The Gopachal rock-cut Jain monuments are located on the rock cliffs of the hill topped by the Gwalior Fort, Madhya Pradesh. Gopgiri or Gop Parvat is the old designation of the Gwalior Fort.

There are five clusters of monuments that surround the hill, as can be seen in the 1901 map.

- South-East Group: Popularly referred to as Ek Patthar Ki Bawadi group, the cluster is now termed the "Gopachal Siddha Kshetra" by the local Jain community. The group includes 26 caves in a row spanning about half a mile. There are 13 inscriptions from 1468-1473 AD. The entrance to the site is close to the Dindayal City Mall.
- South-West Group: Now termed Trishalagiri. The group is the first one encountered when driving to the Urvai Gate, just outside the fortifications. There are the oldest Jain monuments in Gwalior from the post-Gupta period. Archaeologist L.B. Singh dates them to 6th to 8th cent AD.
- Urvahi group: In both sides of the road, just before entering the hilltop fort gate. These are the most visited since they are visible from the road itself. There are six inscriptions from 1440–1453.
- North-West group: Now termed Naminath Giri group after Lord Naminath. They are hard to access. There is an inscription of 1470. The group appears to have escaped the destruction by Babur, and thus the monumental image of Lord Naminath is in its pristine form.
- North-East group: Now termed Naimgir group after Lord Neminath.

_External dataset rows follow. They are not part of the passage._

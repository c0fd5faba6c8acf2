//! Core of genapi: the pipeline contract, pipeline resolution, the graph and
//! working record shared by every stage, and the output dispatcher.
//!
//! The core knows nothing about particular API description formats, does not
//! render source text and performs no writes of its own. Concrete stages live
//! in pipeline crates and plug in through [`Pipeline`], [`StagePipeline`] and
//! [`Synthesizer`].

pub mod ast;
pub mod config;
pub mod contract;
pub mod dispatch;
pub mod error;
pub mod graph;
pub mod record;
pub mod registry;
pub mod resolver;
pub mod run;

pub use config::{Config, ConfigServers, DefineConfig, Inputs};
pub use contract::{Pipeline, PipelineFactory, Stage, StageFuture, StageHandler, StagePipeline};
pub use dispatch::{Dispatcher, Synthesizer};
pub use error::{Error, Result};
pub use graph::Graph;
pub use record::{AstSlot, ConfigRead, Output, OutputKind};
pub use registry::PipelineRegistry;
pub use resolver::Resolver;
pub use run::{run, run_define};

Alexander Cunningham noted a Jain temple converted into a mosque just north of the Sas-Bahu temples in the fort containing a Jain inscription of AD 1108. Also within the fort there is an abandoned Jain temple which is now within the Scindia School playground and thus no longer accessible. Several large Jain sculptures are placed within the Teli ka Mandir compound.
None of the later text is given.